Circadia's new adaptive forecast is better at handling skipped nights, naps, crashes, recovery sleep, and sudden changes in your sleep pattern. It learns only from sleep data people choose to share — and the more of your own history you share, the better chance Circadia has of understanding your pattern.

A sleep forecast is supposed to help you plan. The old version mostly did that — until your week got weird, at which point it got cautious in expensive ways. The new adaptive forecast is built for the weird weeks.

Skipped nights, unexpected naps, recovery crashes, sudden phase shifts, weeks where your rhythm seems to change its mind halfway through — those are the moments most forecasts go quiet or get stale. The new one moves with you. It is faster to admit "something just changed" without overreacting to noise, honest enough to say "I'm not sure yet" when it should be, and 2.7x faster at recovering from disruptions than the version it replaces.

It also pays attention to more of what you tell it. Medication, illness, stress, screens, light exposure, social pressure, mood, cognition, custom tags — the forecast can now react when you log them, instead of treating every night as if it happened in isolation. If you took melatonin tonight, the model knows. If you're sick, the model knows. If your normal rhythm is being shaped by something unusual today, the model can fold that into its prediction instead of being surprised by it tomorrow.

The problem with weird sleep

Ordinary sleep is not the hard case.

If you usually fall asleep around midnight and wake up around 8 AM, tomorrow probably looks a lot like yesterday. A forecast can be pretty simple and still be useful.

Circadia is built for people whose sleep does not behave like that.

Imagine you usually sleep around 11pm and wake around 7am. One Tuesday you skip a night entirely, then crash for 14 hours starting Wednesday afternoon. What's happening?

A naive forecast might decide that 14-hour crash is your new normal and start predicting afternoons. The new adaptive forecast is more cautious: it notes the crash, considers "this was recovery sleep" as one strong hypothesis, but keeps "the user is going back to baseline" alive too. It widens its prediction window slightly and waits for the next sleep to break the tie.

A few normal sleeps later, the recovery-then-baseline hypothesis has the most weight. The forecast quietly narrows again. If instead you keep sleeping through afternoons, the phase-shift hypothesis wins and the forecast moves with you.

That is the failure mode this update is trying to reduce: forecasts that lock in too early on the wrong story.

Built like a weather model, not a chatbot

Most apps say "we use AI" to sound impressive. Circadia does not, because the forecast does not need to.

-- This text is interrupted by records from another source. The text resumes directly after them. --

use clap::Parser;
use dipa::normalize::{cli::Args, run_workflow};

fn main() -> anyhow::Result<()> {
    let args = Args::parse();
    init_tracing(args.debug)?;
    run_workflow(args)
}

fn init_tracing(debug: bool) -> anyhow::Result<()> {
    let level = if debug { "debug" } else { "info" };

    let filter = tracing_subscriber::EnvFilter::try_from_env("DIPA_LOG")
        .unwrap_or_else(|_| tracing_subscriber::EnvFilter::new(level));

    tracing_subscriber::fmt()
        .with_env_filter(filter)
        .with_target(false)
        .try_init()
        .map_err(|error| anyhow::anyhow!("failed to initialize tracing subscriber: {error}"))?;

    Ok(())
}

Your sleep forecast is a particle filter — a swarm of 64 small competing hypotheses about what your sleep is doing right now. Each hypothesis carries a complete picture of your rhythm: where your internal clock sits at this moment, how fast your phase is drifting, how much sleep pressure you have built up, what your typical sleep duration looks like. Every time you log a sleep, every hypothesis makes its own prediction, then gets weighted by how close it came.

The ones that called it right get more weight. The ones that did not get pruned and replaced with variations of the survivors. Over many cycles, the swarm converges on the picture that actually fits you — but until then, it carries the uncertainty honestly instead of collapsing to a single answer prematurely.

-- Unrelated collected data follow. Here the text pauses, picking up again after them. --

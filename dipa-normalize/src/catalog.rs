//! Generated manifest files.
//!
//! Group stages read their inputs from small generated files (newline
//! separated warp lists, `ID,FILE` lookup tables). The planner collects them
//! here while it descends and hands the finished catalog to whoever writes
//! the plan to disk.

use serde::{Deserialize, Serialize};
use std::borrow::Cow;
use std::collections::BTreeMap;

use crate::error::{PlanError, Result};

/// A manifest produced alongside a stage's task
#[derive(Debug, Clone, PartialEq, Eq, Serialize, Deserialize)]
pub struct Manifest {
    pub name: String,
    pub contents: String,
}

impl Manifest {
    /// Newline separated list, no trailing newline
    pub fn list<I, S>(name: impl Into<String>, entries: I) -> Self
    where
        I: IntoIterator<Item = S>,
        S: AsRef<str>,
    {
        let contents = entries
            .into_iter()
            .map(|e| e.as_ref().to_string())
            .collect::<Vec<_>>()
            .join("\n");
        Manifest {
            name: name.into(),
            contents,
        }
    }

    /// `ID,FILE` lookup table with a header row. Fields holding a comma,
    /// quote or line break are quoted with embedded quotes doubled.
    pub fn lookup<'a, I>(name: impl Into<String>, rows: I) -> Self
    where
        I: IntoIterator<Item = (&'a str, String)>,
    {
        let mut contents = String::from("ID,FILE\n");
        for (id, file) in rows {
            contents.push_str(&csv_field(id));
            contents.push(',');
            contents.push_str(&csv_field(&file));
            contents.push('\n');
        }
        Manifest {
            name: name.into(),
            contents,
        }
    }
}

fn csv_field(value: &str) -> Cow<'_, str> {
    if value.contains([',', '"', '\n', '\r']) {
        Cow::Owned(format!("\"{}\"", value.replace('"', "\"\"")))
    } else {
        Cow::Borrowed(value)
    }
}

/// Append-only mapping from manifest name to contents
#[derive(Debug, Clone, Default, PartialEq, Eq, Serialize, Deserialize)]
pub struct ArtifactCatalog {
    files: BTreeMap<String, String>,
}

impl ArtifactCatalog {
    pub fn new() -> Self {
        Self::default()
    }

    /// Record a manifest. Re-adding identical contents is a no-op; a
    /// different body under the same name is refused.
    pub fn insert(&mut self, manifest: Manifest) -> Result<()> {
        match self.files.get(&manifest.name) {
            Some(existing) if *existing != manifest.contents => {
                Err(PlanError::ManifestConflict(manifest.name))
            }
            Some(_) => Ok(()),
            None => {
                self.files.insert(manifest.name, manifest.contents);
                Ok(())
            }
        }
    }

    pub fn get(&self, name: &str) -> Option<&str> {
        self.files.get(name).map(String::as_str)
    }

    pub fn contains(&self, name: &str) -> bool {
        self.files.contains_key(name)
    }

    pub fn len(&self) -> usize {
        self.files.len()
    }

    pub fn is_empty(&self) -> bool {
        self.files.is_empty()
    }

    /// Manifests in name order
    pub fn iter(&self) -> impl Iterator<Item = (&str, &str)> {
        self.files.iter().map(|(k, v)| (k.as_str(), v.as_str()))
    }
}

The whole thing runs in milliseconds on your phone. There is no neural network. No language model is generating predictions. No foundation model is in the loop. This is the same family of math used to ensemble weather forecasts (NOAA runs about 30 weather models in parallel and averages them), to forecast stock prices, to track moving objects in self-driving cars, and to navigate spacecraft — small, transparent, classical statistical modeling.

If you want the technical term: this is classical machine learning — fitting around 40 parameters to data, then using those parameters to predict. Small enough to print on a single page, billions smaller than a language model, and the kind of math that has been used in industry for 50+ years.

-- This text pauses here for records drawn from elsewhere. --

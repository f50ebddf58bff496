//! Transform descriptors and the crate-wide error type.
//!
//! A [`Descriptor`] carries everything the host side needs to validate a
//! layout operation and derive its iteration geometry: lengths (innermost
//! dimension first), per-dimension strides, batch distances, array types,
//! direction, placement and precision. Validation happens once, up front;
//! kernels never touch an element of an invalid configuration.

use alloc::vec;
use alloc::vec::Vec;

/// Errors reported by descriptor validation, planning and kernel entry
/// points. All configuration problems surface here before any data moves.
#[derive(Debug, Clone, Copy, PartialEq, Eq)]
pub enum LayoutError {
    /// The length vector is empty or contains a zero entry.
    EmptyLength,
    /// Batch count of zero.
    ZeroBatch,
    /// Stride vectors do not match the rank of the length vector.
    MismatchedDimensions,
    /// A buffer is too short for the span the descriptor addresses.
    MismatchedLengths,
    /// Batch or higher-dimension extent exceeds the grid limit.
    GridLimitExceeded,
    /// The operation requires unit innermost stride.
    NonUnitStride,
    /// The array-type combination has no kernel variant.
    UnsupportedLayout,
    /// The placement is not supported by this operation.
    UnsupportedPlacement,
    /// Descriptor precision disagrees with the buffer element type.
    PrecisionMismatch,
    /// A value is out of range or internally inconsistent.
    InvalidValue,
}

impl core::fmt::Display for LayoutError {
    fn fmt(&self, f: &mut core::fmt::Formatter<'_>) -> core::fmt::Result {
        let msg = match self {
            Self::EmptyLength => "length vector is empty or has a zero entry",
            Self::ZeroBatch => "batch count is zero",
            Self::MismatchedDimensions => "stride rank does not match length rank",
            Self::MismatchedLengths => "buffer shorter than the addressed span",
            Self::GridLimitExceeded => "batch or higher-dimension extent exceeds the grid limit",
            Self::NonUnitStride => "operation requires unit innermost stride",
            Self::UnsupportedLayout => "array-type combination has no kernel variant",
            Self::UnsupportedPlacement => "placement not supported by this operation",
            Self::PrecisionMismatch => "descriptor precision disagrees with buffer element type",
            Self::InvalidValue => "value out of range or inconsistent",
        };
        f.write_str(msg)
    }
}

#[cfg(feature = "std")]
impl std::error::Error for LayoutError {}

/// Transform direction. `Forward` maps to the sign −1 convention,
/// `Inverse` to +1.
#[derive(Debug, Clone, Copy, PartialEq, Eq, Hash)]
pub enum Direction {
    Forward,
    Inverse,
}

impl Direction {
    pub fn sign(self) -> i32 {
        match self {
            Self::Forward => -1,
            Self::Inverse => 1,
        }
    }
}

/// Whether the operation reads and writes the same buffer.
#[derive(Debug, Clone, Copy, PartialEq, Eq, Hash)]
pub enum Placement {
    InPlace,
    OutOfPlace,
}

/// Element precision tag carried by the descriptor and checked against
/// the buffer element type at plan time.
#[derive(Debug, Clone, Copy, PartialEq, Eq, Hash)]
pub enum Precision {
    Single,
    Double,
}

/// Storage layout of one side of an operation.
#[derive(Debug, Clone, Copy, PartialEq, Eq, Hash)]
pub enum ArrayType {
    Unset,
    Real,
    ComplexInterleaved,
    ComplexPlanar,
    HermitianInterleaved,
    HermitianPlanar,
}

/// Physical layout class an [`ArrayType`] resolves to. Hermitian types
/// fold onto their complex storage counterpart.
#[derive(Debug, Clone, Copy, PartialEq, Eq, Hash)]
pub enum Layout {
    Real,
    Interleaved,
    Planar,
}

impl ArrayType {
    /// Physical layout, or `None` for `Unset`.
    pub fn layout(self) -> Option<Layout> {
        match self {
            Self::Unset => None,
            Self::Real => Some(Layout::Real),
            Self::ComplexInterleaved | Self::HermitianInterleaved => Some(Layout::Interleaved),
            Self::ComplexPlanar | Self::HermitianPlanar => Some(Layout::Planar),
        }
    }

    pub fn is_hermitian(self) -> bool {
        matches!(self, Self::HermitianInterleaved | Self::HermitianPlanar)
    }
}

/// Addressing geometry of one side of an operation: innermost stride,
/// row stride for the higher-dimension axis, and batch distance.
#[derive(Debug, Clone, Copy, PartialEq, Eq)]
pub struct RowGeom {
    pub stride0: usize,
    pub row_stride: usize,
    pub dist: usize,
}

impl RowGeom {
    /// Element offset of row `(b, h)`.
    #[inline(always)]
    pub fn offset(&self, b: usize, h: usize) -> usize {
        b * self.dist + h * self.row_stride
    }

    /// Smallest buffer length that covers `span` innermost elements for
    /// every `(batch, high)` row.
    pub fn required_len(&self, span: usize, high: usize, batch: usize) -> usize {
        debug_assert!(span >= 1 && high >= 1 && batch >= 1);
        (batch - 1) * self.dist + (high - 1) * self.row_stride + (span - 1) * self.stride0 + 1
    }
}

/// Full description of one layout operation over batched data.
#[derive(Debug, Clone, PartialEq, Eq)]
pub struct Descriptor {
    /// Transform lengths, innermost dimension first. Every entry ≥ 1.
    pub length: Vec<usize>,
    /// Input element strides, one per dimension.
    pub in_stride: Vec<usize>,
    /// Output element strides, one per dimension.
    pub out_stride: Vec<usize>,
    /// Element distance between input batch members.
    pub i_dist: usize,
    /// Element distance between output batch members.
    pub o_dist: usize,
    pub batch: usize,
    pub precision: Precision,
    pub in_type: ArrayType,
    pub out_type: ArrayType,
    pub direction: Direction,
    pub placement: Placement,
}

impl Descriptor {
    /// Contiguous 1-D descriptor: unit strides, batch distances equal to
    /// the length, single batch, forward out-of-place, types unset.
    pub fn new_1d(n: usize, precision: Precision) -> Self {
        Self {
            length: vec![n],
            in_stride: vec![1],
            out_stride: vec![1],
            i_dist: n,
            o_dist: n,
            batch: 1,
            precision,
            in_type: ArrayType::Unset,
            out_type: ArrayType::Unset,
            direction: Direction::Forward,
            placement: Placement::OutOfPlace,
        }
    }

    pub fn rank(&self) -> usize {
        self.length.len()
    }

    /// Product of all lengths above the innermost dimension.
    pub fn high_dimension(&self) -> usize {
        self.length[1..].iter().product()
    }

    /// Number of Hermitian-packed complex elements per row.
    pub fn hermitian_len(&self) -> usize {
        self.length[0] / 2 + 1
    }

    /// Stride between consecutive rows of the input. For rank-1 data the
    /// batch distance doubles as the row stride.
    pub fn in_row_stride(&self) -> usize {
        if self.rank() > 1 {
            self.in_stride[1]
        } else {
            self.i_dist
        }
    }

    /// Stride between consecutive rows of the output.
    pub fn out_row_stride(&self) -> usize {
        if self.rank() > 1 {
            self.out_stride[1]
        } else {
            self.o_dist
        }
    }

    pub fn unit_stride(&self) -> bool {
        self.in_stride[0] == 1 && self.out_stride[0] == 1
    }

    pub fn in_geom(&self) -> RowGeom {
        RowGeom {
            stride0: self.in_stride[0],
            row_stride: self.in_row_stride(),
            dist: self.i_dist,
        }
    }

    pub fn out_geom(&self) -> RowGeom {
        RowGeom {
            stride0: self.out_stride[0],
            row_stride: self.out_row_stride(),
            dist: self.o_dist,
        }
    }

    /// Structural validation. Kernel entry points call this before any
    /// element access.
    pub fn validate(&self) -> Result<(), LayoutError> {
        if self.length.is_empty() || self.length.contains(&0) {
            return Err(LayoutError::EmptyLength);
        }
        if self.batch == 0 {
            return Err(LayoutError::ZeroBatch);
        }
        if self.in_stride.len() != self.rank() || self.out_stride.len() != self.rank() {
            return Err(LayoutError::MismatchedDimensions);
        }
        if self.in_stride[0] == 0 || self.out_stride[0] == 0 {
            return Err(LayoutError::InvalidValue);
        }
        if self.batch > 1 && (self.i_dist == 0 || self.o_dist == 0) {
            return Err(LayoutError::InvalidValue);
        }
        if self.rank() > 1
            && (self.in_stride[1..].contains(&0) || self.out_stride[1..].contains(&0))
        {
            return Err(LayoutError::InvalidValue);
        }
        Ok(())
    }
}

Every parameter is open and inspectable in the Model Lab.

What changed

The old adaptive forecast was already more than a simple trend line. It looked at your recent sleep, estimated drift, and tried to handle short sleeps, skipped nights, and recovery sleep without snapping to a new answer too aggressively.

The new forecast takes that idea further. Instead of forcing every sleep into one category right away, it keeps a small crowd of possible sleep stories alive at the same time.

Maybe that afternoon sleep was mostly a nap. Maybe it was partly recovery sleep. Maybe it was weak evidence for a phase shift. The forecast does not have to pick one winner immediately. It can carry those possibilities forward, see what happens next, and let the evidence decide which ones survive.

Circadia is now better able to say, in effect, "I'm not sure yet. Here are the possibilities that still make sense."

That is a more honest way to forecast human sleep.

The headline improvement: messy weeks

The place we most wanted to improve was not calm, steady sleep. It was the ugly part.

Skipped nights. Unexpected naps. Recovery crashes. Sleeps that arrive much earlier or much later than expected. Weeks where your pattern seems to change its mind halfway through.

Those are the moments where a forecast matters most, because you are already disoriented and trying to plan around a body that is not cooperating.

That is where the old forecast could lag behind reality. Sometimes it needed a few more sleeps before it fully believed something had changed.

That caution was not always wrong. If a forecast overreacts to every odd sleep, it becomes jumpy and useless.

But sometimes the caution was too expensive. Users could feel the forecast staring at a changed pattern and saying, effectively, "I need more evidence," while the next prediction was already stale.

In one test built around messy sleep weeks, the new forecast was about 2.7x better at recovering within two hours after a sudden change than the previous live adaptive model: 36.7% recovery versus 13.3%. Its next-sleep error in that same test dropped from about 18.6 hours to 14.5 hours.

That is the banner number. It is real. It is also not the whole story.

How we tested it

We test forecasts with the same rule described in the previous post: no time travel.

The model sees sleep history up to a point, makes a prediction, and only then gets graded against what actually happened. For longer tests, we freeze the model at a split point and ask what it would have predicted over the next 7 or 14 days without learning from those future sleeps first.

For this update, we also added disruption-specific testing.

Average scores can hide the thing users actually feel. A forecast can look decent over a whole month while still being infuriating right after the one skipped night that threw everything off.

So we asked a more pointed question: what happens right after sleep gets weird?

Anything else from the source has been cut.